▶ [Exercise directions] Reproduce exactly the lines from the top of the records below through the line holding "the capability registry".

(Stored records)
━━━━━━━━━━━━━━━━━━━━━━━━━━━━━━

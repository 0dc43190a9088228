//! Shared data models for AdForge.
//!
//! This crate provides Serde-serializable types for:
//! - Analyzed video and creative blueprint input documents
//! - Detected problems and strategy candidates
//! - Render plans produced by the compiler
//! - Engine descriptors for the capability registry
//! - Job identifiers, routing states and degradation levels
//! - Boundary validation of the input documents

pub mod analysis;
pub mod blueprint;
pub mod engine;
pub mod error;
pub mod job;
pub mod problem;
pub mod render_plan;
pub mod strategy;
pub mod validation;

// Re-export common types
pub use analysis::{AggregateScores, AnalyzedVideo, AudioMetadata, Segment, SegmentType};
pub use blueprint::{CreativeBlueprint, Objective};
pub use engine::{CapabilityProfile, CostTier, EngineBackend, EngineDescriptor, Feature};
pub use error::{ModelError, ModelResult};
pub use job::{DegradationLevel, JobId, RouteState};
pub use problem::{DetectedProblem, ProblemType};
pub use render_plan::{
    AudioTrack, AudioTrackKind, Container, OutputFormat, Overlay, PlanStatus, RenderPlan,
    Resolution, TimelineEntry, Transition, TransitionKind, Validation, VideoFilter,
};
pub use strategy::{
    ActionKind, Framework, HistoricalOutcome, OptimizationGoal, RiskTolerance, ScoreBreakdown,
    ScoredStrategy, SegmentTarget, StrategyAction, StrategyCandidate,
};
pub use validation::{parse_analyzed_video, parse_blueprint, validate_analyzed_video, validate_blueprint};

━━━━━━━━━━━━━━━━━━━━━━━━━━━━━━

▶ [Solution]
repository 0dc43190a9088228
//! Shared data models for AdForge.
//!
//! This crate provides Serde-serializable types for:
//! - Analyzed video and creative blueprint input documents
//! - Detected problems and strategy candidates
//! - Render plans produced by the compiler
//! - Engine descriptors for the capability registry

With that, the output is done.